Activity: All of the entries below are to be copied without any alteration.

(Data records)
------------------------------------

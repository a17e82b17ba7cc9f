// src/heading.rs

//! # Angular Error Resolution Module
//!
//! This module converts a raw heading difference into the signals the PID
//! loop consumes. Headings are circular, so a raw subtraction of two angles
//! is meaningless until it is wrapped; all arithmetic here is wrap-aware and
//! carried out in radians. The single degree conversion in the crate lives
//! in the forward-alignment check, next to its named threshold.
//!
//! The normalized error follows a three-region policy. A pure `sin` error
//! signal collapses to zero near ±π, exactly where the vehicle is most
//! misaligned, so the two "far side" quadrants force full saturation
//! instead: `(π/2, π)` commands `1`, `(π, 3π/2)` commands `-1`, and the
//! remaining near-aligned quadrants use `sin(e)` for a smooth, sign-correct
//! response. All four region boundaries are exclusive and fall through to
//! the `sin` branch.

use crate::Number;

/// Forward thrust is allowed within this many degrees of alignment.
///
/// The proximity test takes the residual `(360 - deg(d)) mod 360` of the raw
/// heading difference `d` and compares it against this threshold. The test
/// is intentionally one-sided around the wrap boundary; see [`resolve`].
pub const FORWARD_ALIGNMENT_THRESHOLD_DEG: f64 = 10.0;

/// Degrees in a full turn, for the forward-alignment residual.
const FULL_TURN_DEG: f64 = 360.0;

/// Result of resolving a heading difference into PID-ready signals.
#[derive(Debug, Clone, Copy, PartialEq)]
#[cfg_attr(feature = "defmt", derive(defmt::Format))]
pub struct HeadingError<T> {
    /// Normalized error in `[-1, 1]`, suitable for feeding the PID loop.
    pub normalized: T,
    /// Whether the vehicle points close enough to the target heading for
    /// forward thrust.
    pub go_forward: bool,
}

/// Euclidean remainder; `Float` has no `rem_euclid`.
fn modulo<T: Number>(value: T, modulus: T) -> T {
    let remainder = value % modulus;
    if remainder < T::zero() {
        remainder + modulus
    } else {
        remainder
    }
}

/// Wraps any angle into `[0, 2π)`.
pub fn wrap_to_tau<T: Number>(angle: T) -> T {
    modulo(angle, T::TAU())
}

/// Wraps any angle into `(-π, π]` via `atan2(sin, cos)`.
pub fn wrap_to_pi<T: Number>(angle: T) -> T {
    angle.sin().atan2(angle.cos())
}

/// Resolves a target and current heading into PID-ready signals.
///
/// The raw difference `d = target - current` may be any real value; both
/// outputs are derived from it without prior normalization of the inputs.
///
/// `go_forward` is true when the residual `(360 - deg(d)) mod 360` falls
/// under [`FORWARD_ALIGNMENT_THRESHOLD_DEG`]. The residual only detects
/// proximity from one side of the wrap boundary; the test ships as the
/// operator-facing behavior and is not symmetrized here.
///
/// The function is total over all real inputs. Non-finite values propagate
/// into `normalized`; callers reject those at the system boundary.
pub fn resolve<T: Number>(target: T, current: T) -> HeadingError<T> {
    let difference = target - current;

    let full_turn = T::from_f64(FULL_TURN_DEG);
    let residual = modulo(full_turn - difference.to_degrees(), full_turn);
    let go_forward = residual < T::from_f64(FORWARD_ALIGNMENT_THRESHOLD_DEG);

    let wrapped = wrap_to_tau(difference);
    let half_pi = T::FRAC_PI_2();
    let pi = T::PI();
    let three_half_pi = pi + half_pi;
    let normalized = if wrapped > half_pi && wrapped < pi {
        T::one()
    } else if wrapped > pi && wrapped < three_half_pi {
        -T::one()
    } else {
        wrapped.sin()
    };

    HeadingError {
        normalized,
        go_forward,
    }
}

#[cfg(test)]
mod tests {
    use super::*;
    use crate::test_utils::*;
    use core::f32::consts::{FRAC_PI_2, FRAC_PI_4, PI, TAU};

    /// Test that an aligned vehicle produces zero error and forward thrust.
    #[test]
    fn test_resolve_aligned() {
        let error = resolve(1.25_f32, 1.25);
        assert!(
            value_close(0.0, error.normalized),
            "Aligned headings should produce zero error."
        );
        assert!(error.go_forward, "Aligned headings should allow forward thrust.");
    }

    /// Test that exact multiples of a full turn produce zero error.
    #[test]
    fn test_resolve_full_turn_multiples() {
        assert!(value_close(0.0, resolve(TAU, 0.0).normalized));
        assert!(value_close(0.0, resolve(0.0, 2.0 * TAU).normalized));
        assert!(value_close(0.0, resolve(3.5 + TAU, 3.5).normalized));
    }

    /// Test the positive saturation region `(π/2, π)`.
    #[test]
    fn test_resolve_positive_saturation() {
        let error = resolve(2.0_f32, 0.0);
        assert!(
            value_close(1.0, error.normalized),
            "Errors in (π/2, π) should saturate to 1."
        );
    }

    /// Test the negative saturation region `(π, 3π/2)`.
    #[test]
    fn test_resolve_negative_saturation() {
        let error = resolve(4.0_f32, 0.0);
        assert!(
            value_close(-1.0, error.normalized),
            "Errors in (π, 3π/2) should saturate to -1."
        );
    }

    /// Test that the saturation boundaries fall through to the sin branch.
    #[test]
    fn test_resolve_boundaries_fall_through_to_sin() {
        // At exactly π the saturated regions do not apply; sin(π) is (near)
        // zero, not a saturated constant.
        let at_pi = resolve(PI, 0.0_f32);
        assert!(
            value_close(0.0, at_pi.normalized),
            "The boundary π should return sin(π), not ±1."
        );

        let at_half_pi = resolve(FRAC_PI_2, 0.0_f32);
        assert!(value_close(1.0, at_half_pi.normalized));

        let at_three_half_pi = resolve(PI + FRAC_PI_2, 0.0_f32);
        assert!(value_close(-1.0, at_three_half_pi.normalized));
    }

    /// Test the smooth sinusoid response in the near-aligned quadrants.
    #[test]
    fn test_resolve_smooth_region() {
        let small_positive = resolve(0.3_f32, 0.0);
        assert!(
            value_close(0.29552022, small_positive.normalized),
            "Small positive errors should follow sin(e)."
        );

        // d = -π/4 wraps to 7π/4, inside the upper smooth quadrant.
        let small_negative = resolve(0.0_f32, FRAC_PI_4);
        assert!(
            value_close(-0.70710678, small_negative.normalized),
            "Small negative errors should follow sin(e) with negative sign."
        );
        assert!(!small_negative.go_forward);
    }

    /// Test that the forward proximity test only detects one side of the
    /// wrap boundary.
    #[test]
    fn test_resolve_forward_asymmetry() {
        let eight_deg = 8.0_f32.to_radians();

        // Current heading slightly past the target: residual is small.
        let past = resolve(0.0_f32, eight_deg);
        assert!(past.go_forward, "d = -8° should allow forward thrust.");

        // Current heading slightly short of the target: residual is large.
        let short = resolve(eight_deg, 0.0_f32);
        assert!(!short.go_forward, "d = +8° should not allow forward thrust.");
    }

    /// Test that headings far from the target never flag forward thrust.
    #[test]
    fn test_resolve_forward_requires_proximity() {
        assert!(!resolve(PI, 0.0_f32).go_forward);
        assert!(!resolve(0.0_f32, FRAC_PI_2).go_forward);
        assert!(!resolve(2.0_f32, 0.5).go_forward);
    }

    /// Test wrapping into `[0, 2π)`.
    #[test]
    fn test_wrap_to_tau() {
        assert!(value_close(0.0, wrap_to_tau(0.0_f32)));
        assert!(value_close(1.0, wrap_to_tau(1.0_f32)));
        assert!(value_close(TAU - 1.0, wrap_to_tau(-1.0_f32)));
        assert!(value_close(0.5, wrap_to_tau(TAU + 0.5)));
    }

    /// Test wrapping into `(-π, π]`.
    #[test]
    fn test_wrap_to_pi() {
        assert!(value_close(0.0, wrap_to_pi(0.0_f32)));
        assert!(value_close(1.0, wrap_to_pi(1.0_f32)));
        assert!(value_close(0.5 - PI, wrap_to_pi(PI + 0.5)));
        assert!(value_close(-1.0, wrap_to_pi(TAU - 1.0)));
    }
}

------------------------------------

Your response:
repository a17e82b17ba7cc9f
// src/heading.rs

//! # Angular Error Resolution Module
//!
//! This module converts a raw heading difference into the signals the PID
//! loop consumes. Headings are circular, so a raw subtraction of two angles
//! is meaningless until it is wrapped; all arithmetic here is wrap-aware and
//! carried out in radians. The single degree conversion in the crate lives
//! in the forward-alignment check, next to its named threshold.
//!
//! The normalized error follows a three-region policy. A pure `sin` error
//! signal collapses to zero near ±π, exactly where the vehicle is most
//! misaligned, so the two "far side" quadrants force full saturation
//! instead: `(π/2, π)` commands `1`, `(π, 3π/2)` commands `-1`, and the
//! remaining near-aligned quadrants use `sin(e)` for a smooth, sign-correct
//! response. All four region boundaries are exclusive and fall through to
//! the `sin` branch.

use crate::Number;

/// Forward thrust is allowed within this many degrees of alignment.
///
/// The proximity test takes the residual `(360 - deg(d)) mod 360` of the raw
/// heading difference `d` and compares it against this threshold. The test
/// is intentionally one-sided around the wrap boundary; see [`resolve`].
pub const FORWARD_ALIGNMENT_THRESHOLD_DEG: f64 = 10.0;

/// Degrees in a full turn, for the forward-alignment residual.
const FULL_TURN_DEG: f64 = 360.0;

/// Result of resolving a heading difference into PID-ready signals.
#[derive(Debug, Clone, Copy, PartialEq)]
#[cfg_attr(feature = "defmt", derive(defmt::Format))]
pub struct HeadingError<T> {
    /// Normalized error in `[-1, 1]`, suitable for feeding the PID loop.
    pub normalized: T,
    /// Whether the vehicle points close enough to the target heading for
    /// forward thrust.
    pub go_forward: bool,
}

/// Euclidean remainder; `Float` has no `rem_euclid`.
fn modulo<T: Number>(value: T, modulus: T) -> T {
    let remainder = value % modulus;
    if remainder < T::zero() {
        remainder + modulus
    } else {
        remainder
    }
}

/// Wraps any angle into `[0, 2π)`.
pub fn wrap_to_tau<T: Number>(angle: T) -> T {
    modulo(angle, T::TAU())
}

/// Wraps any angle into `(-π, π]` via `atan2(sin, cos)`.
pub fn wrap_to_pi<T: Number>(angle: T) -> T {
    angle.sin().atan2(angle.cos())
}

/// Resolves a target and current heading into PID-ready signals.
///
/// The raw difference `d = target - current` may be any real value; both
/// outputs are derived from it without prior normalization of the inputs.
///
/// `go_forward` is true when the residual `(360 - deg(d)) mod 360` falls
/// under [`FORWARD_ALIGNMENT_THRESHOLD_DEG`]. The residual only detects
/// proximity from one side of the wrap boundary; the test ships as the
/// operator-facing behavior and is not symmetrized here.
///
/// The function is total over all real inputs. Non-finite values propagate
/// into `normalized`; callers reject those at the system boundary.
pub fn resolve<T: Number>(target: T, current: T) -> HeadingError<T> {
    let difference = target - current;

    let full_turn = T::from_f64(FULL_TURN_DEG);
    let residual = modulo(full_turn - difference.to_degrees(), full_turn);
    let go_forward = residual < T::from_f64(FORWARD_ALIGNMENT_THRESHOLD_DEG);

    let wrapped = wrap_to_tau(difference);
    let half_pi = T::FRAC_PI_2();
    let pi = T::PI();
    let three_half_pi = pi + half_pi;
    let normalized = if wrapped > half_pi && wrapped < pi {
        T::one()
    } else if wrapped > pi && wrapped < three_half_pi {
        -T::one()
    } else {
        wrapped.sin()
    };

    HeadingError {
        normalized,
        go_forward,
    }
}

#[cfg(test)]
mod tests {
    use super::*;
    use crate::test_utils::*;
    use core::f32::consts::{FRAC_PI_2, FRAC_PI_4, PI, TAU};

    /// Test that an aligned vehicle produces zero error and forward thrust.
    #[test]
    fn test_resolve_aligned() {
        let error = resolve(1.25_f32, 1.25);
        assert!(
            value_close(0.0, error.normalized),
            "Aligned headings should produce zero error."
        );
        assert!(error.go_forward, "Aligned headings should allow forward thrust.");
    }

    /// Test that exact multiples of a full turn produce zero error.
    #[test]
    fn test_resolve_full_turn_multiples() {
        assert!(value_close(0.0, resolve(TAU, 0.0).normalized));
        assert!(value_close(0.0, resolve(0.0, 2.0 * TAU).normalized));
        assert!(value_close(0.0, resolve(3.5 + TAU, 3.5).normalized));
    }

    /// Test the positive saturation region `(π/2, π)`.
    #[test]
    fn test_resolve_positive_saturation() {
        let error = resolve(2.0_f32, 0.0);
        assert!(
            value_close(1.0, error.normalized),
            "Errors in (π/2, π) should saturate to 1."
        );
    }

    /// Test the negative saturation region `(π, 3π/2)`.
    #[test]
    fn test_resolve_negative_saturation() {
        let error = resolve(4.0_f32, 0.0);
        assert!(
            value_close(-1.0, error.normalized),
            "Errors in (π, 3π/2) should saturate to -1."
        );
    }

    /// Test that the saturation boundaries fall through to the sin branch.
    #[test]
    fn test_resolve_boundaries_fall_through_to_sin() {
        // At exactly π the saturated regions do not apply; sin(π) is (near)
        // zero, not a saturated constant.
        let at_pi = resolve(PI, 0.0_f32);
        assert!(
            value_close(0.0, at_pi.normalized),
            "The boundary π should return sin(π), not ±1."
        );

        let at_half_pi = resolve(FRAC_PI_2, 0.0_f32);
        assert!(value_close(1.0, at_half_pi.normalized));

        let at_three_half_pi = resolve(PI + FRAC_PI_2, 0.0_f32);
        assert!(value_close(-1.0, at_three_half_pi.normalized));
    }

    /// Test the smooth sinusoid response in the near-aligned quadrants.
    #[test]
    fn test_resolve_smooth_region() {
        let small_positive = resolve(0.3_f32, 0.0);
        assert!(
            value_close(0.29552022, small_positive.normalized),
            "Small positive errors should follow sin(e)."
        );

        // d = -π/4 wraps to 7π/4, inside the upper smooth quadrant.
        let small_negative = resolve(0.0_f32, FRAC_PI_4);
        assert!(
            value_close(-0.70710678, small_negative.normalized),
            "Small negative errors should follow sin(e) with negative sign."
        );
        assert!(!small_negative.go_forward);
    }

    /// Test that the forward proximity test only detects one side of the
    /// wrap boundary.
    #[test]
    fn test_resolve_forward_asymmetry() {
        let eight_deg = 8.0_f32.to_radians();

        // Current heading slightly past the target: residual is small.
        let past = resolve(0.0_f32, eight_deg);
        assert!(past.go_forward, "d = -8° should allow forward thrust.");

        // Current heading slightly short of the target: residual is large.
        let short = resolve(eight_deg, 0.0_f32);
        assert!(!short.go_forward, "d = +8° should not allow forward thrust.");
    }

    /// Test that headings far from the target never flag forward thrust.
    #[test]
    fn test_resolve_forward_requires_proximity() {
        assert!(!resolve(PI, 0.0_f32).go_forward);
        assert!(!resolve(0.0_f32, FRAC_PI_2).go_forward);
        assert!(!resolve(2.0_f32, 0.5).go_forward);
    }

    /// Test wrapping into `[0, 2π)`.
    #[test]
    fn test_wrap_to_tau() {
        assert!(value_close(0.0, wrap_to_tau(0.0_f32)));
        assert!(value_close(1.0, wrap_to_tau(1.0_f32)));
        assert!(value_close(TAU - 1.0, wrap_to_tau(-1.0_f32)));
        assert!(value_close(0.5, wrap_to_tau(TAU + 0.5)));
    }

    /// Test wrapping into `(-π, π]`.
    #[test]
    fn test_wrap_to_pi() {
        assert!(value_close(0.0, wrap_to_pi(0.0_f32)));
        assert!(value_close(1.0, wrap_to_pi(1.0_f32)));
        assert!(value_close(0.5 - PI, wrap_to_pi(PI + 0.5)));
        assert!(value_close(-1.0, wrap_to_pi(TAU - 1.0)));
    }
}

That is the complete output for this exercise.